Regulation 5.1.2 and the Code. Authorization of recognized organizations. The Committee notes the Government’s indication that the inspection of compliance with the Convention has been delegated to the inspectors employed by a number of recognized organizations listed in the report. The Committee notes, however, that the Government has not provided examples of the agreements signed with such organizations. The Committee accordingly requests the Government to provide copies of such examples and to specify the functions that those organizations have been authorized to carry out.
Regulation 5.1.3 and Standard A5.1.3, paragraph 5. Interim maritime labour certificate. The Committee recalls that the Convention provides that a maritime labour certificate can be issued on an interim basis in three cases: (a) to new ships on delivery; (b) when a ship changes flag; or (c) when a shipowner ceases to assume the responsibility for the operation of a ship. It notes that the draft Regulations only refer to two cases in which an interim maritime labour certificate can be issued and does not address the circumstance when the shipowner assumes responsibility for the operation of a ship which is new to that shipowner. The Committee requests the Government to indicate how it ensures compliance with this requirement of the Convention.

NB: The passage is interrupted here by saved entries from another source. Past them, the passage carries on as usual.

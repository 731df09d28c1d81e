//! Phantasm - headless scene graph engine
//!
//! Runs the demo scene for `engine.max_frames` frames at the fixed time step,
//! then shuts down.

use std::process::ExitCode;

use phantasm::config::AppConfig;
use phantasm::scene::demo_scene;
use phantasm::Engine;

fn main() -> ExitCode {
    // Load configuration before logging so the level can come from it
    let (config, config_error) = match AppConfig::load() {
        Ok(config) => (config, None),
        Err(e) => (AppConfig::default(), Some(e)),
    };

    // RUST_LOG takes precedence over debug.log_level
    env_logger::Builder::new()
        .filter_level(config.debug.level_filter())
        .parse_default_env()
        .init();
    if let Some(e) = config_error {
        log::warn!("Failed to load config: {}. Using defaults.", e);
    }
    log::info!("Starting {}", config.engine.title);

    let frames = config.engine.max_frames;
    let frame_time = config.engine.fixed_time_step;

    let mut engine = match Engine::new(config) {
        Ok(engine) => engine,
        Err(e) => {
            log::error!("Failed to start engine: {}", e);
            return ExitCode::FAILURE;
        }
    };

    let scene = match demo_scene(engine.resources().clone()) {
        Ok(scene) => scene,
        Err(e) => {
            log::error!("Failed to build demo scene: {}", e);
            return ExitCode::FAILURE;
        }
    };
    if let Err(e) = engine.set_scene(scene) {
        log::error!("Failed to initialize demo scene: {}", e);
    }

    let mut failures = 0;
    for _ in 0..frames {
        failures += engine.tick(frame_time).failures;
    }
    log::info!(
        "Ran {} frames ({:.2}s simulated, {} hook failures)",
        engine.clock().frame_count(),
        engine.clock().elapsed(),
        failures
    );

    engine.shutdown();
    ExitCode::SUCCESS
}
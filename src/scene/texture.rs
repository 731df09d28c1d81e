//! Texture data as a cacheable resource
//!
//! Images are decoded with the `image` crate and converted to RGBA8.

use std::path::Path;

use phantasm_core::{BoxError, Resource};

/// Decoded RGBA8 pixels
#[derive(Debug, Clone, PartialEq)]
pub struct TextureData {
    pub width: u32,
    pub height: u32,
    /// Row-major pixels, four bytes each
    pub rgba: Vec<u8>,
}

impl Resource for TextureData {}

impl TextureData {
    /// Decode an encoded image (PNG) held in memory
    pub fn from_bytes(bytes: &[u8]) -> Result<Self, BoxError> {
        let image = image::load_from_memory(bytes)?.to_rgba8();
        let (width, height) = image.dimensions();
        Ok(Self {
            width,
            height,
            rgba: image.into_raw(),
        })
    }

    /// Single-color texture, useful as a fallback
    pub fn solid_color(width: u32, height: u32, color: [u8; 4]) -> Self {
        let rgba = color.repeat((width * height) as usize);
        Self { width, height, rgba }
    }

    /// RGBA of the pixel at (x, y), if inside the texture
    pub fn pixel(&self, x: u32, y: u32) -> Option<[u8; 4]> {
        if x >= self.width || y >= self.height {
            return None;
        }
        let offset = ((y * self.width + x) * 4) as usize;
        let px = self.rgba.get(offset..offset + 4)?;
        Some([px[0], px[1], px[2], px[3]])
    }
}

/// Resource loader for image files
pub fn load_texture(path: &Path) -> Result<TextureData, BoxError> {
    log::debug!("Decoding texture {}", path.display());
    let image = image::open(path)?.to_rgba8();
    let (width, height) = image.dimensions();
    Ok(TextureData {
        width,
        height,
        rgba: image.into_raw(),
    })
}
//! Phantasm - headless scene graph engine
//!
//! The library half of the `phantasm` binary: configuration loading, the
//! frame clock, the [`engine::Engine`] frame driver and the demo scene.
//! The object model itself lives in `phantasm_core`.

pub mod config;
pub mod engine;
pub mod scene;
pub mod systems;

pub use engine::{Engine, EngineError, FrameReport};
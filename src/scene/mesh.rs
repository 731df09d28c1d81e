//! Mesh data as a cacheable resource
//!
//! Meshes are loaded from a minimal OBJ subset (`v x y z` vertex lines and
//! `f a b c` triangle lines with 1-based indices) or generated procedurally.

use std::fs;
use std::path::Path;

use glam::Vec3;
use phantasm_core::{BoxError, Resource};

/// Triangle mesh geometry
#[derive(Debug, Clone, PartialEq)]
pub struct MeshData {
    pub vertices: Vec<Vec3>,
    /// Triangle list, three indices per triangle
    pub indices: Vec<u32>,
}

impl Resource for MeshData {}

impl MeshData {
    #[inline]
    pub fn triangle_count(&self) -> usize {
        self.indices.len() / 3
    }

    /// Axis-aligned cube centered on the origin
    pub fn cube(size: f32) -> Self {
        let h = size / 2.0;
        let vertices = vec![
            Vec3::new(-h, -h, -h),
            Vec3::new(h, -h, -h),
            Vec3::new(h, h, -h),
            Vec3::new(-h, h, -h),
            Vec3::new(-h, -h, h),
            Vec3::new(h, -h, h),
            Vec3::new(h, h, h),
            Vec3::new(-h, h, h),
        ];
        #[rustfmt::skip]
        let indices = vec![
            0, 2, 1, 0, 3, 2, // back
            4, 5, 6, 4, 6, 7, // front
            0, 1, 5, 0, 5, 4, // bottom
            3, 7, 6, 3, 6, 2, // top
            0, 4, 7, 0, 7, 3, // left
            1, 2, 6, 1, 6, 5, // right
        ];
        Self { vertices, indices }
    }

    /// Flat square in the XZ plane centered on the origin
    pub fn plane(size: f32) -> Self {
        let h = size / 2.0;
        Self {
            vertices: vec![
                Vec3::new(-h, 0.0, -h),
                Vec3::new(h, 0.0, -h),
                Vec3::new(h, 0.0, h),
                Vec3::new(-h, 0.0, h),
            ],
            indices: vec![0, 2, 1, 0, 3, 2],
        }
    }

    /// Parse the OBJ subset. Lines other than `v` and `f` are ignored.
    pub fn parse_obj(source: &str) -> Result<Self, BoxError> {
        let mut vertices = Vec::new();
        let mut indices = Vec::new();

        for (number, line) in source.lines().enumerate() {
            let mut parts = line.split_whitespace();
            match parts.next() {
                Some("v") => {
                    let coords = parts
                        .take(3)
                        .map(str::parse::<f32>)
                        .collect::<Result<Vec<_>, _>>()
                        .map_err(|e| format!("line {}: bad vertex: {}", number + 1, e))?;
                    if coords.len() != 3 {
                        return Err(format!("line {}: vertex needs 3 coordinates", number + 1).into());
                    }
                    vertices.push(Vec3::new(coords[0], coords[1], coords[2]));
                }
                Some("f") => {
                    let face = parts
                        // "f 1/1/1 2/2/2 3/3/3" keeps only the position index
                        .map(|p| p.split('/').next().unwrap_or(p).parse::<u32>())
                        .collect::<Result<Vec<_>, _>>()
                        .map_err(|e| format!("line {}: bad face: {}", number + 1, e))?;
                    if face.len() != 3 || face.contains(&0) {
                        return Err(format!("line {}: faces must be triangles with 1-based indices", number + 1).into());
                    }
                    indices.extend(face.iter().map(|i| i - 1));
                }
                _ => {}
            }
        }

        if let Some(&max) = indices.iter().max() {
            if max as usize >= vertices.len() {
                return Err(format!("face index {} out of range ({} vertices)", max + 1, vertices.len()).into());
            }
        }
        Ok(Self { vertices, indices })
    }
}

/// Resource loader for OBJ files
pub fn load_obj(path: &Path) -> Result<MeshData, BoxError> {
    let source = fs::read_to_string(path)?;
    MeshData::parse_obj(&source)
}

Regulation 5.1.3 and Standard A5.1.3, paragraph 10. DMLC. The Committee notes that the DMLC, Part I, form available on the Kiribati Ship Registry website, only contains concise information on the main content of the national requirements embodying the relevant provisions of the Convention on the list of 16 matters to be inspected. The form does not contain however the necessary reference to the national legal provisions. Moreover, in certain instances, the form contains information that departs from the substantive content of the (draft) national legislation. One example is that under the definition of night work, the DMLC, Part I, indicates that night work is from 9 p.m. till 6 a.m. However, section 4(4) of the draft Regulations provides that “night” means a period of at least nine hours starting no later than midnight ship’s time and ending no earlier than 5 a.m. ship’s time. Another example is that the DMLC, Part I, contains information on the financial security to be provided under Regulations 2.5 and 4.2, for which no corresponding provisions of the national legislation could be found. The Committee recalls that the DMLC, Part I, must identify the national requirements, as contained in the legislation. The Committee therefore requests the Government to review the DMLC, Part I, upon adoption of the draft Regulations, in order to ensure that it would identify the national requirements embodying the relevant national legal provisions and the information on the main content of the national requirements.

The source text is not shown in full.